The product is composed of both self-crosslinking and non-crosslinking polymers for use in durable and disposable nonwovens for improved hand building properties.
Also in the line are the FX Flourochemical Extenders, acrylic emulsion polymers that impart durability and repellency extension when combined with flourochemical emulsions. Mr. Steinberg said that when used in conjunction with expensive flourochemicals, this product would help lower a customer’s cost, which is the “Holy Grail” of chemical applications.

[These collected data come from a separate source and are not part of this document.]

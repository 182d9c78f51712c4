use thiserror::Error;

use crate::templates::TemplateSource;
use crate::types::Notification;

const TITLE_TOKEN: &str = "%TITLE%";
const CONTENT_TOKEN: &str = "%CONTENT%";
const ICON_TOKEN: &str = "%ICON%";

/// The template source had no markup under the requested name.
#[derive(Debug, Error)]
#[error("notification template {0:?} is unavailable")]
pub struct TemplateUnavailable(pub String);

/// Fetches the card template and substitutes the notification fields into
/// it.
///
/// Substitution is literal and touches only the first occurrence of each
/// token; no escaping is applied. The result is trimmed of surrounding
/// whitespace.
pub fn render_card<T: TemplateSource>(
    templates: &T,
    name: &str,
    notification: &Notification,
) -> Result<String, TemplateUnavailable> {
    let markup = templates
        .template(name)
        .ok_or_else(|| TemplateUnavailable(name.to_string()))?;
    Ok(substitute(&markup, notification))
}

fn substitute(markup: &str, notification: &Notification) -> String {
    markup
        .replacen(TITLE_TOKEN, &notification.title, 1)
        .replacen(CONTENT_TOKEN, &notification.content, 1)
        .replacen(ICON_TOKEN, &notification.icon, 1)
        .trim()
        .to_string()
}

#[cfg(test)]
mod tests {
    use super::{TemplateUnavailable, render_card, substitute};
    use crate::templates::StaticTemplates;
    use crate::types::Notification;

    fn sample() -> Notification {
        Notification::new("A", "B", "C")
    }

    #[test]
    fn substitutes_every_token() {
        let markup = substitute("<div>%TITLE%:%CONTENT%:%ICON%</div>", &sample());
        assert_eq!(markup, "<div>A:B:C</div>");
        assert!(!markup.contains('%'));
    }

    #[test]
    fn replaces_only_the_first_occurrence() {
        let markup = substitute("<b>%TITLE% %TITLE%</b>", &sample());
        assert_eq!(markup, "<b>A %TITLE%</b>");
    }

    #[test]
    fn trims_surrounding_whitespace() {
        let markup = substitute("\n  <div>%TITLE%</div>\n  ", &sample());
        assert_eq!(markup, "<div>A</div>");
    }

    #[test]
    fn missing_template_names_the_lookup() {
        let templates = StaticTemplates::new();
        let err = match render_card(&templates, "notification", &sample()) {
            Err(err) => err,
            Ok(markup) => panic!("unexpected render: {markup}"),
        };
        let TemplateUnavailable(name) = err;
        assert_eq!(name, "notification");
    }
}
#![allow(clippy::unwrap_used, clippy::expect_used)]

use std::cell::RefCell;
use std::rc::Rc;
use std::time::{Duration, Instant};

use toasts::config::Settings;
use toasts::error::Error;
use toasts::manager::NotificationManager;
use toasts::navigate::Navigator;
use toasts::surface::{CardId, Marker, Surface};
use toasts::templates::{DEFAULT_TEMPLATE, StaticTemplates};
use toasts::types::{CardState, Notification};

const TEMPLATE: &str = "<div>%TITLE%:%CONTENT%:%ICON%</div>";

#[derive(Default)]
struct SurfaceLog {
    /// Front is the first child, mirroring stack order.
    children: Vec<(CardId, String)>,
    markers: Vec<(CardId, Marker)>,
    removals: Vec<CardId>,
}

/// Surface double that records every mutation for inspection.
#[derive(Clone, Default)]
struct RecordingSurface {
    inner: Rc<RefCell<SurfaceLog>>,
}

impl RecordingSurface {
    fn children(&self) -> Vec<(CardId, String)> {
        self.inner.borrow().children.clone()
    }

    fn removals(&self) -> Vec<CardId> {
        self.inner.borrow().removals.clone()
    }

    fn markers_for(&self, card: CardId) -> Vec<Marker> {
        self.inner
            .borrow()
            .markers
            .iter()
            .filter(|(owner, _)| *owner == card)
            .map(|(_, marker)| *marker)
            .collect()
    }

    fn is_attached(&self, card: CardId) -> bool {
        self.inner
            .borrow()
            .children
            .iter()
            .any(|(child, _)| *child == card)
    }
}

impl Surface for RecordingSurface {
    fn child_count(&self) -> usize {
        self.inner.borrow().children.len()
    }

    fn prepend(&mut self, card: CardId, markup: &str) {
        self.inner
            .borrow_mut()
            .children
            .insert(0, (card, markup.to_string()));
    }

    fn remove(&mut self, card: CardId) {
        let mut inner = self.inner.borrow_mut();
        inner.children.retain(|(child, _)| *child != card);
        inner.removals.push(card);
    }

    fn apply_marker(&mut self, card: CardId, marker: Marker) {
        self.inner.borrow_mut().markers.push((card, marker));
    }
}

struct RecordingNavigator {
    log: Rc<RefCell<Vec<String>>>,
}

impl Navigator for RecordingNavigator {
    fn navigate_to(&mut self, target: &str) {
        self.log.borrow_mut().push(target.to_string());
    }
}

type Manager = NotificationManager<StaticTemplates, RecordingNavigator, RecordingSurface>;

fn fixture_with_template(template: &str) -> (Manager, RecordingSurface, Rc<RefCell<Vec<String>>>) {
    let templates = StaticTemplates::new().with("notification", template);
    let log = Rc::new(RefCell::new(Vec::new()));
    let navigator = RecordingNavigator {
        log: Rc::clone(&log),
    };
    let mut manager = NotificationManager::new(templates, navigator, Settings::default());
    let surface = RecordingSurface::default();
    manager.configure(surface.clone());
    (manager, surface, log)
}

fn fixture() -> (Manager, RecordingSurface, Rc<RefCell<Vec<String>>>) {
    fixture_with_template(TEMPLATE)
}

fn post(manager: &mut Manager, notification: Notification, now: Instant) -> CardId {
    manager
        .post(notification, now)
        .expect("surface is configured")
        .expect("template is registered")
}

#[test]
fn display_stays_bounded_and_reverse_chronological() {
    let (mut manager, surface, _log) = fixture();
    let start = Instant::now();

    for index in 0..7 {
        post(
            &mut manager,
            Notification::new(format!("note {index}"), "body", ""),
            start,
        );
    }

    let children = surface.children();
    assert_eq!(children.len(), 5);
    assert_eq!(manager.active(), 5);
    for (position, (_, markup)) in children.iter().enumerate() {
        let expected_title = format!("note {}", 6 - position);
        assert!(
            markup.contains(&expected_title),
            "child {position} should be {expected_title}, got {markup}"
        );
    }
}

#[test]
fn posting_at_capacity_evicts_exactly_the_oldest() {
    let (mut manager, surface, _log) = fixture();
    let start = Instant::now();

    let first = post(&mut manager, Notification::new("first", "", ""), start);
    for index in 1..5 {
        post(
            &mut manager,
            Notification::new(format!("note {index}"), "", ""),
            start,
        );
    }
    assert!(surface.removals().is_empty());

    post(&mut manager, Notification::new("sixth", "", ""), start);
    assert_eq!(surface.removals(), vec![first]);
    assert_eq!(surface.child_count(), 5);
}

#[test]
fn eviction_cancels_the_pending_timers() {
    let (mut manager, surface, _log) = fixture();
    let start = Instant::now();

    let evicted = post(&mut manager, Notification::new("evicted", "", ""), start);
    for index in 0..5 {
        post(
            &mut manager,
            Notification::new(format!("note {index}"), "", ""),
            start,
        );
    }
    assert_eq!(surface.removals(), vec![evicted]);
    // The evicted card went straight from entering to removed.
    assert!(surface.markers_for(evicted).is_empty());
    assert_eq!(manager.state_of(evicted), None);

    manager.service(start + Duration::from_secs(9));

    // One removal per card, never a second attempt against the evicted one.
    let removals = surface.removals();
    assert_eq!(removals.len(), 6);
    let unique: std::collections::HashSet<_> = removals.iter().collect();
    assert_eq!(unique.len(), 6);
    assert_eq!(manager.active(), 0);
    assert_eq!(manager.next_deadline(), None);
}

#[test]
fn substitution_fills_every_placeholder() {
    let (mut manager, surface, _log) = fixture();
    post(
        &mut manager,
        Notification::new("A", "B", "C"),
        Instant::now(),
    );

    let children = surface.children();
    assert_eq!(children[0].1, "<div>A:B:C</div>");
    assert!(!children[0].1.contains('%'));
}

#[test]
fn substitution_touches_only_the_first_occurrence_and_trims() {
    let (mut manager, surface, _log) =
        fixture_with_template("  <b>%TITLE% %TITLE%</b>\n");
    post(
        &mut manager,
        Notification::new("X", "ignored", ""),
        Instant::now(),
    );

    assert_eq!(surface.children()[0].1, "<b>X %TITLE%</b>");
}

#[test]
fn stock_card_markup_renders_cleanly() {
    let (mut manager, surface, _log) = fixture_with_template(DEFAULT_TEMPLATE);
    post(
        &mut manager,
        Notification::new("Flight ready", "Launch window open", "rocket"),
        Instant::now(),
    );

    let markup = surface.children()[0].1.clone();
    insta::assert_snapshot!(markup, @r#"<div class="notification-card">
  <i class="icon">rocket</i>
  <div class="title">Flight ready</div>
  <div class="content">Launch window open</div>
</div>"#);
}

#[test]
fn template_failure_is_silent() {
    let log = Rc::new(RefCell::new(Vec::new()));
    let navigator = RecordingNavigator {
        log: Rc::clone(&log),
    };
    let mut manager =
        NotificationManager::new(StaticTemplates::new(), navigator, Settings::default());
    let surface = RecordingSurface::default();
    manager.configure(surface.clone());

    let posted = manager.post(Notification::new("A", "B", ""), Instant::now());
    assert!(matches!(posted, Ok(None)));
    assert_eq!(surface.child_count(), 0);
    assert_eq!(manager.active(), 0);
}

#[test]
fn click_navigates_exactly_once_per_click() {
    let (mut manager, surface, log) = fixture();
    let now = Instant::now();

    let clickable = post(
        &mut manager,
        Notification::new("Flight ready", "", "").with_navigation("Mars"),
        now,
    );
    assert_eq!(surface.markers_for(clickable), vec![Marker::Clickable]);

    manager.click(clickable);
    assert_eq!(*log.borrow(), vec!["Mars".to_string()]);
}

#[test]
fn cards_without_a_target_are_not_clickable() {
    let (mut manager, surface, log) = fixture();

    let plain = post(
        &mut manager,
        Notification::new("Download complete", "", ""),
        Instant::now(),
    );
    assert!(surface.markers_for(plain).is_empty());

    manager.click(plain);
    assert!(log.borrow().is_empty());
}

#[test]
fn entrance_marker_appears_only_after_the_reveal_delay() {
    let (mut manager, surface, _log) = fixture();
    let start = Instant::now();

    let card = post(&mut manager, Notification::new("A", "B", ""), start);
    assert!(surface.markers_for(card).is_empty());
    assert_eq!(manager.state_of(card), Some(CardState::Entering));

    manager.service(start + Duration::from_millis(59));
    assert!(surface.markers_for(card).is_empty());

    manager.service(start + Duration::from_millis(60));
    assert_eq!(surface.markers_for(card), vec![Marker::Shown]);
    assert_eq!(manager.state_of(card), Some(CardState::Visible));
}

#[test]
fn cards_are_dismissed_after_their_display_time() {
    let (mut manager, surface, _log) = fixture();
    let start = Instant::now();

    let card = post(&mut manager, Notification::new("A", "B", ""), start);

    manager.service(start + Duration::from_millis(7_999));
    assert!(surface.is_attached(card));
    assert_eq!(manager.active(), 1);

    manager.service(start + Duration::from_millis(8_001));
    assert!(!surface.is_attached(card));
    assert_eq!(
        surface.markers_for(card),
        vec![Marker::Shown, Marker::FadeOut]
    );
    assert_eq!(surface.removals(), vec![card]);
    assert_eq!(manager.state_of(card), None);
    assert_eq!(manager.active(), 0);
    assert_eq!(manager.next_deadline(), None);
}

#[test]
fn post_without_configure_surfaces_the_contract_violation() {
    let templates = StaticTemplates::new().with("notification", TEMPLATE);
    let navigator = RecordingNavigator {
        log: Rc::new(RefCell::new(Vec::new())),
    };
    let mut manager: Manager = NotificationManager::new(templates, navigator, Settings::default());

    let result = manager.post(Notification::new("A", "B", ""), Instant::now());
    assert!(matches!(result, Err(Error::NotConfigured)));
}

#[test]
fn rebinding_the_surface_forgets_pending_cards() {
    let (mut manager, old_surface, _log) = fixture();
    let start = Instant::now();

    post(&mut manager, Notification::new("A", "", ""), start);
    post(&mut manager, Notification::new("B", "", ""), start);
    assert_eq!(manager.active(), 2);

    let fresh = RecordingSurface::default();
    manager.configure(fresh.clone());
    assert_eq!(manager.active(), 0);
    assert_eq!(manager.next_deadline(), None);
    // Elements handed to the previous surface stay with it.
    assert_eq!(old_surface.child_count(), 2);

    let card = post(&mut manager, Notification::new("C", "", ""), start);
    assert!(fresh.is_attached(card));
    assert!(!old_surface.is_attached(card));
}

As a departure from topical solutions, some companies are producing combinations of polymer additives that will exude to the surface of a fiber when applied into the polymer melt. This technology is not particularly new; pigmented additives were a good example of this. Topical applications tend to be less expensive and therefore are the industry norm. This has led companies such as Goulston Technologies to look at more specialty polymer additives in an attempt to affect certain surface properties more permanently. Goulston’s focus is concentrated on spin finishes, or fiber lubricants, and getting them into nonwoven fabrics, particularly for the card and bonding techniques for hygienic, diaper top sheets, wipes and padding applications. The company’s experience with polymer additives--historically a costly process--has taught it that commercial viability is case specific. “In today’s market, the raw materials are increasing quite substantially,” said Roger Crossfield, president of Goulston.
One company banking on the future of polymer additives is Polyvel, Hammonton, NJ. The company is a specialty concentrate producer dedicated to the development and marketing of high performance, cost-effective additive concentrate systems for use in polymers. The concentrates contain extremely high levels of heat and shear sensitive additives.
The systems are compatible in a broad range of polymers and, said Robert Axelrod, Polyvel’s vice president of sales and marketing, offer improved economics, ease of handling and efficiency in dispersion compared to polymer additives in the past. All of the concentrates are finished in a dust-free pellet form or custom ground into a uniform powder.
The company's additives are introduced to the meltblown process to increase the flow or decrease the viscosity of meltblown polypropylene fibers. The additives reportedly allow the extrusion of smaller denier fibers to increase efficiency in filtration. Mr. Axelrod added that his company’s peroxides could help diffuse the increasing cost of high-flow polypropylene for fine denier materials. This is achieved, he said, by using the less expensive combination of Polyvel peroxides and low-flow polypropylene.
In spite of the incessant call for less expensive products, fiber finish manufacturers, as with all users of oil-based products, must continue to juggle rising raw material costs and customer demand. As more uses are found for engineered fibers and fabrics, technology must keep pace by imparting the characteristics that will make them viable for multiple applications.
To be successful, finishes and manufacturers must come together to realize each others’ needs as rising costs, environmental concerns and government regulations narrow the field in the new textile frontier. And, cooperation can no longer wait as rising oil costs drive up the price of doing business.
“With the current rise in oil prices, some people will be happy to even get their raw materials,” said Clariant’s Mr. Balekjian.